Newman wrote that book in four weeks, standing at his upright desk in Birmingham, England, in response to a personal attack on his integrity:
I have been in perfect peace and contentment; I never have had one doubt. I was not conscious to myself, on my conversion, of any change, intellectual or moral, wrought in my mind ... but it was like coming into port after a rough sea; and my happiness on that score remains to this day without interruption.
Today Newman is to be canonized in Rome, a tribute to his unsurpassed gifts of grace as theologian, historian, writer, poet, preacher and, most of all, a pastor of souls. While preaching and writing immortal words, he also was meticulous in running the Oratory school he founded, even making costumes for school plays, paying coal bills, and playing his fiddle in the school orchestra.
In his honor and in thanksgiving for the Church's recognition of his holiness, of which the angels never were in doubt, we shall dedicate today a shrine for him in our church. As with all that we try to do in our church, this sculpture is the work of one of our own parishioners. Newman foresaw with uncanny prescience the various challenges of our own day, and this monument should be a reminder to pray for his intercession on behalf of our local church and the Church Universal in a time of spiritual combat, which is a lot like what he faced in his own age.

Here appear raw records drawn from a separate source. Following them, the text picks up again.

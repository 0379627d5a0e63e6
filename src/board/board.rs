//! Board structure with dynamic size

use super::{Pos, Stone};

/// Game board, row-major cell storage
///
/// # Example
/// ```
/// use gomoku::board::{Board, Pos, Stone};
///
/// let mut board = Board::new(15);
/// board.place_stone(Pos::new(7, 7), Stone::Black);
/// assert_eq!(board.get(Pos::new(7, 7)), Stone::Black);
/// ```
#[derive(Debug, Clone, PartialEq, Eq)]
pub struct Board {
    size: usize,
    cells: Vec<Stone>,
}

impl Board {
    pub fn new(size: usize) -> Self {
        debug_assert!(super::SUPPORTED_SIZES.contains(&size));
        Self {
            size,
            cells: vec![Stone::Empty; size * size],
        }
    }

    #[inline]
    pub fn size(&self) -> usize {
        self.size
    }

    /// Center position, used as the opening move
    #[inline]
    pub fn center(&self) -> Pos {
        let mid = (self.size / 2) as u8;
        Pos::new(mid, mid)
    }

    /// Check if signed coordinates fall on the board
    #[inline]
    pub fn in_bounds(&self, row: i32, col: i32) -> bool {
        Pos::is_valid(row, col, self.size)
    }

    /// Get stone at position
    #[inline]
    pub fn get(&self, pos: Pos) -> Stone {
        self.cells[pos.to_index(self.size)]
    }

    /// Check if position is empty
    #[inline]
    pub fn is_empty(&self, pos: Pos) -> bool {
        self.get(pos) == Stone::Empty
    }

    /// Place a stone; legality is the caller's concern
    #[inline]
    pub fn place_stone(&mut self, pos: Pos, stone: Stone) {
        let idx = pos.to_index(self.size);
        self.cells[idx] = stone;
    }

    /// Remove a stone
    #[inline]
    pub fn remove_stone(&mut self, pos: Pos) {
        let idx = pos.to_index(self.size);
        self.cells[idx] = Stone::Empty;
    }

    /// Total stones on board
    #[inline]
    pub fn stone_count(&self) -> usize {
        self.cells.iter().filter(|&&s| s != Stone::Empty).count()
    }

    /// Check if board is empty
    #[inline]
    pub fn is_board_empty(&self) -> bool {
        self.cells.iter().all(|&s| s == Stone::Empty)
    }

    /// Check if every cell is occupied (draw condition)
    #[inline]
    pub fn is_full(&self) -> bool {
        self.cells.iter().all(|&s| s != Stone::Empty)
    }

    /// Iterate positions that hold a stone
    pub fn occupied(&self) -> impl Iterator<Item = Pos> + '_ {
        self.cells
            .iter()
            .enumerate()
            .filter(|(_, &s)| s != Stone::Empty)
            .map(move |(idx, _)| Pos::from_index(idx, self.size))
    }

    /// Row-by-row copy of the grid, the shape snapshots serialize
    pub fn rows(&self) -> Vec<Vec<Stone>> {
        (0..self.size)
            .map(|r| self.cells[r * self.size..(r + 1) * self.size].to_vec())
            .collect()
    }
}
//! Board representation for Gomoku

pub mod board;

// Re-exports
pub use board::Board;

use serde::{Deserialize, Serialize};

/// Board sizes a room may be created with
pub const SUPPORTED_SIZES: [usize; 4] = [9, 13, 15, 19];

/// Size used when an unsupported one is requested
pub const DEFAULT_SIZE: usize = 15;

/// The four scan directions: horizontal, vertical, both diagonals
pub const DIRECTIONS: [(i32, i32); 4] = [(0, 1), (1, 0), (1, 1), (1, -1)];

/// Clamp a requested board size to a supported one
#[inline]
pub fn normalize_size(requested: usize) -> usize {
    if SUPPORTED_SIZES.contains(&requested) {
        requested
    } else {
        DEFAULT_SIZE
    }
}

/// Stone colors
#[derive(Debug, Clone, Copy, PartialEq, Eq, Hash, Serialize, Deserialize)]
#[serde(rename_all = "lowercase")]
pub enum Stone {
    Empty,
    Black,
    White,
}

impl Stone {
    /// Get opponent color
    #[inline]
    pub fn opponent(self) -> Stone {
        match self {
            Stone::Black => Stone::White,
            Stone::White => Stone::Black,
            Stone::Empty => Stone::Empty,
        }
    }
}

/// Position on the board
#[derive(Debug, Clone, Copy, PartialEq, Eq, Hash, Serialize, Deserialize)]
pub struct Pos {
    pub row: u8,
    pub col: u8,
}

impl Pos {
    #[inline]
    pub fn new(row: u8, col: u8) -> Self {
        Self { row, col }
    }

    #[inline]
    pub fn to_index(self, size: usize) -> usize {
        self.row as usize * size + self.col as usize
    }

    #[inline]
    pub fn from_index(idx: usize, size: usize) -> Self {
        Self {
            row: (idx / size) as u8,
            col: (idx % size) as u8,
        }
    }

    #[inline]
    pub fn is_valid(row: i32, col: i32, size: usize) -> bool {
        row >= 0 && row < size as i32 && col >= 0 && col < size as i32
    }
}

impl PartialOrd for Pos {
    fn partial_cmp(&self, other: &Self) -> Option<std::cmp::Ordering> {
        Some(self.cmp(other))
    }
}

impl Ord for Pos {
    fn cmp(&self, other: &Self) -> std::cmp::Ordering {
        (self.row, self.col).cmp(&(other.row, other.col))
    }
}
//! Outbound room state and transient events
//!
//! A [`RoomSnapshot`] is the full picture pushed to every participant
//! after each accepted change; [`RoomEvent`]s are the one-shot
//! notifications that accompany it.

use serde::{Deserialize, Serialize};

use crate::board::{Pos, Stone};

use super::{ClientId, GameMode, RoomId, RoomStatus};

/// Wire form of one seat.
#[derive(Debug, Clone, PartialEq, Eq, Serialize, Deserialize)]
pub struct SeatSnapshot {
    /// Connection behind the seat; `None` for AI seats
    pub id: Option<ClientId>,
    pub name: String,
    pub symbol: char,
    pub is_ai: bool,
}

/// Wire form of the turn timer.
#[derive(Debug, Clone, PartialEq, Eq, Serialize, Deserialize)]
pub struct TimerSnapshot {
    pub enabled: bool,
    pub duration_secs: u64,
    /// Whole seconds left for the seat on turn; `None` when no
    /// countdown is running
    pub remaining_secs: Option<u64>,
}

/// Full room state as seen by players and spectators.
#[derive(Debug, Clone, PartialEq, Serialize, Deserialize)]
pub struct RoomSnapshot {
    pub room_id: RoomId,
    pub board: Vec<Vec<Stone>>,
    pub board_size: usize,
    pub seats: Vec<SeatSnapshot>,
    pub spectators: Vec<String>,
    pub status: RoomStatus,
    pub current_player: usize,
    pub game_over: bool,
    /// Winning seat index; `None` while running or on a draw
    pub winner: Option<usize>,
    pub winning_line: Option<[Pos; 5]>,
    pub is_draw: bool,
    pub last_move: Option<Pos>,
    pub can_undo: bool,
    pub timer: TimerSnapshot,
    pub undo_enabled: bool,
    pub game_mode: GameMode,
}

/// Why a room is shutting down.
#[derive(Debug, Clone, Copy, PartialEq, Eq, Serialize, Deserialize)]
#[serde(rename_all = "snake_case")]
pub enum CloseReason {
    /// A seated player left on purpose
    PlayerLeft,
    /// The creator abandoned a room they were not seated in
    OwnerLeft,
    /// A disconnected player's reconnect window ran out
    GraceExpired,
    /// The owner deleted the room
    Deleted,
}

/// One-shot notifications produced by room operations and ticks.
///
/// Broadcast to the whole room alongside the snapshot, then dropped;
/// they are never part of the persistent state.
#[derive(Debug, Clone, PartialEq, Serialize, Deserialize)]
pub enum RoomEvent {
    PlayerJoined { seat: usize, name: String },
    GameStarted,
    SpectatorJoined { name: String },
    SpectatorLeft { name: String },
    MoveApplied { seat: usize, pos: Pos },
    GameWon { seat: usize, line: [Pos; 5], moves: usize },
    GameDrawn { moves: usize },
    /// The seat on turn ran out of time
    TurnSkipped { from: usize, to: usize },
    UndoRequested { by: usize },
    UndoAccepted { plies: usize },
    UndoDeclined,
    NewGameRequested { by: usize },
    NewGameStarted,
    NewGameDeclined,
    /// The AI could not produce a move; the turn stalls
    AiFailed { seat: usize },
    /// Seat held open for reconnection
    PlayerDisconnected { seat: usize, name: String },
    PlayerReconnected { seat: usize, name: String },
    RoomClosing { reason: CloseReason },
}
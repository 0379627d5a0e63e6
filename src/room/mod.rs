//! Game rooms and everything that lives inside one
//!
//! A [`GameRoom`] owns the authoritative state of a single match:
//! board, seats, spectators, move history, the turn timer and every
//! piece of deferred work. Rooms never talk to a transport; operations
//! return [`RoomEvent`]s for the host to broadcast and typed errors
//! for the caller alone.

pub mod error;
pub mod game;
pub mod snapshot;
pub mod timer;

pub use error::{CapacityError, IllegalMoveError, IllegalUndoError, NewGameError};
pub use game::{GameRoom, TickReport};
pub use snapshot::{CloseReason, RoomEvent, RoomSnapshot, SeatSnapshot, TimerSnapshot};
pub use timer::{
    DisconnectGrace, PendingAiMove, TurnTimer, AI_MOVE_DELAY, AI_VS_AI_FIRST_MOVE_DELAY,
    AI_VS_AI_PACING, DISCONNECT_GRACE,
};

use std::fmt;
use std::str::FromStr;

use serde::{Deserialize, Serialize};

use crate::board::{Pos, Stone};
use crate::engine::Difficulty;

/// Connection identity assigned by the host transport.
///
/// Ids are opaque to the room; reconnecting clients come back with a
/// fresh one, which is why grace-window rebinding matches on name.
#[derive(Debug, Clone, Copy, PartialEq, Eq, Hash, Serialize, Deserialize)]
#[serde(transparent)]
pub struct ClientId(pub u64);

impl fmt::Display for ClientId {
    fn fmt(&self, f: &mut fmt::Formatter<'_>) -> fmt::Result {
        write!(f, "client-{}", self.0)
    }
}

/// Room code handed out at creation and used for all routing.
#[derive(Debug, Clone, PartialEq, Eq, Hash, Serialize, Deserialize)]
#[serde(transparent)]
pub struct RoomId(pub String);

impl fmt::Display for RoomId {
    fn fmt(&self, f: &mut fmt::Formatter<'_>) -> fmt::Result {
        f.write_str(&self.0)
    }
}

/// How the two seats of a room are populated.
#[derive(Debug, Clone, Copy, PartialEq, Eq)]
pub enum GameMode {
    /// Two humans
    Pvp,
    /// Human against an AI of the given strength
    Ai(Difficulty),
    /// Two AIs playing each other, humans may only watch
    AiVsAi,
}

impl fmt::Display for GameMode {
    fn fmt(&self, f: &mut fmt::Formatter<'_>) -> fmt::Result {
        match self {
            GameMode::Pvp => f.write_str("pvp"),
            GameMode::Ai(difficulty) => write!(f, "ai-{difficulty}"),
            GameMode::AiVsAi => f.write_str("ai-vs-ai"),
        }
    }
}

impl FromStr for GameMode {
    type Err = String;

    fn from_str(s: &str) -> Result<Self, Self::Err> {
        match s {
            "pvp" => Ok(GameMode::Pvp),
            "ai-vs-ai" => Ok(GameMode::AiVsAi),
            other => other
                .strip_prefix("ai-")
                .and_then(|name| name.parse::<Difficulty>().ok())
                .map(GameMode::Ai)
                .ok_or_else(|| format!("unknown game mode '{other}'")),
        }
    }
}

impl Serialize for GameMode {
    fn serialize<S: serde::Serializer>(&self, serializer: S) -> Result<S::Ok, S::Error> {
        serializer.collect_str(self)
    }
}

impl<'de> Deserialize<'de> for GameMode {
    fn deserialize<D: serde::Deserializer<'de>>(deserializer: D) -> Result<Self, D::Error> {
        let s = String::deserialize(deserializer)?;
        s.parse().map_err(serde::de::Error::custom)
    }
}

/// Who holds a seat.
#[derive(Debug, Clone, Copy, PartialEq, Eq, Serialize, Deserialize)]
pub enum SeatOccupant {
    Human { id: ClientId },
    Ai { difficulty: Difficulty },
}

impl SeatOccupant {
    #[must_use]
    pub fn is_ai(&self) -> bool {
        matches!(self, SeatOccupant::Ai { .. })
    }

    #[must_use]
    pub fn client_id(&self) -> Option<ClientId> {
        match self {
            SeatOccupant::Human { id } => Some(*id),
            SeatOccupant::Ai { .. } => None,
        }
    }
}

/// One of the two player seats. Seat 0 plays Black, seat 1 White.
#[derive(Debug, Clone, PartialEq, Eq, Serialize, Deserialize)]
pub struct Seat {
    pub occupant: SeatOccupant,
    pub name: String,
    pub stone: Stone,
}

impl Seat {
    /// Transcript symbol for this seat's stone.
    #[must_use]
    pub fn symbol(&self) -> char {
        if self.stone == Stone::Black {
            'X'
        } else {
            'O'
        }
    }
}

/// Watcher admitted while a game is running.
#[derive(Debug, Clone, PartialEq, Eq, Serialize, Deserialize)]
pub struct Spectator {
    pub id: ClientId,
    pub name: String,
}

/// One applied move; history keeps these newest-last.
///
/// Replaying the records of a room onto an empty board reproduces its
/// board exactly.
#[derive(Debug, Clone, Copy, PartialEq, Eq, Serialize, Deserialize)]
pub struct MoveRecord {
    pub pos: Pos,
    pub stone: Stone,
    pub seat: usize,
}

/// Whether the room is still collecting players.
#[derive(Debug, Clone, Copy, PartialEq, Eq, Serialize, Deserialize)]
#[serde(rename_all = "snake_case")]
pub enum RoomStatus {
    Waiting,
    InProgress,
}

/// Terminal result of a finished game.
#[derive(Debug, Clone, Copy, PartialEq, Eq, Serialize, Deserialize)]
pub enum GameOutcome {
    Win { seat: usize, line: [Pos; 5] },
    Draw,
}
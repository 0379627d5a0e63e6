//! Room state machine
//!
//! All deferred work (turn timer, delayed AI replies, disconnect
//! grace) is plain deadline data held in the room. The host asks
//! [`GameRoom::next_deadline`] when to wake up and calls
//! [`GameRoom::tick`]; every transition happens inside that call and
//! is reported back as events. Nothing here spawns threads, holds
//! callbacks, or touches a transport.

use std::time::Instant;

use tracing::{debug, error, info, warn};

use crate::board::{Board, Pos, Stone};
use crate::config::Settings;
use crate::engine::{AiEngine, Difficulty};
use crate::rules::find_winning_line;

use super::error::{CapacityError, IllegalMoveError, IllegalUndoError, NewGameError};
use super::snapshot::{CloseReason, RoomEvent, RoomSnapshot, SeatSnapshot, TimerSnapshot};
use super::timer::{
    DisconnectGrace, PendingAiMove, TurnTimer, AI_MOVE_DELAY, AI_VS_AI_FIRST_MOVE_DELAY,
    AI_VS_AI_PACING, DISCONNECT_GRACE,
};
use super::{
    ClientId, GameMode, GameOutcome, MoveRecord, RoomId, RoomStatus, Seat, SeatOccupant, Spectator,
};

/// Strength of the seats in an AI-vs-AI room. Deep enough to look like
/// a real game, shallow enough that the pacing delay dominates.
const AI_VS_AI_DIFFICULTY: Difficulty = Difficulty::Medium;

/// Transitions applied by one [`GameRoom::tick`] call.
#[derive(Debug, Default)]
pub struct TickReport {
    pub events: Vec<RoomEvent>,
}

impl TickReport {
    #[must_use]
    pub fn is_empty(&self) -> bool {
        self.events.is_empty()
    }
}

/// Authoritative state of one match.
pub struct GameRoom {
    id: RoomId,
    mode: GameMode,
    owner: ClientId,
    owner_name: String,
    board: Board,
    seats: Vec<Seat>,
    spectators: Vec<Spectator>,
    status: RoomStatus,
    current: usize,
    outcome: Option<GameOutcome>,
    last_move: Option<Pos>,
    history: Vec<MoveRecord>,
    timer: Option<TurnTimer>,
    pending_ai: Option<PendingAiMove>,
    graces: Vec<DisconnectGrace>,
    undo_request: Option<usize>,
    new_game_request: Option<usize>,
    settings: Settings,
    /// Bumped on every accepted state change; pins scheduled AI moves
    generation: u64,
    closing: bool,
}
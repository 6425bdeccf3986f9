//! Interface of neural networks used in the actor.
use anyhow::Result;
use candle_nn::VarBuilder;

/// Neural network model not owing its [`VarMap`] internally.
///
/// The owner of the [`VarMap`] builds the model through a [`VarBuilder`]. This allows
/// the actor to build the online and target networks with the same structure on
/// two different [`VarMap`]s.
///
/// [`VarMap`]: https://docs.rs/candle-nn/0.8.4/candle_nn/var_map/struct.VarMap.html
pub trait SubModel1 {
    /// Configuration from which [`SubModel1`] is constructed.
    type Config;

    /// Input of the [`SubModel1`].
    type Input;

    /// Output of the [`SubModel1`].
    type Output;

    /// Builds [`SubModel1`] with [`VarBuilder`] and [`SubModel1::Config`].
    ///
    /// [`VarBuilder`]: https://docs.rs/candle-nn/0.8.4/candle_nn/var_builder/type.VarBuilder.html
    fn build(vb: VarBuilder, config: Self::Config) -> Result<Self>
    where
        Self: Sized;

    /// A generalized forward function.
    fn forward(&self, input: &Self::Input) -> Result<Self::Output>;
}
//! Actor of DDPG agent.
mod base;
mod config;
pub use base::{Actor, WEIGHTS_FILE_NAME};
pub use config::ActorConfig;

To Newman's great surprise, and even "shock," the newly elected Pope Leo XIII in 1879 created him a cardinal. He had been so attacked and calumniated for his religious views over many years, that he was satisfied that the "cloud" had finally been lifted. In his acceptance speech he said that his entire life had been consecrated to refuting the doctrine of relativism which held that "Revealed religion is not a truth, but a sentiment and a taste; not an objective fact, not miraculous; and it is the right of each individual to make it say just what strikes his fancy."
Today we sing Cardinal Newman’s hymn, "Lead, Kindly Light," which his own life embodied and faith made bold: "I do not ask to see the distant scene, one step enough for me."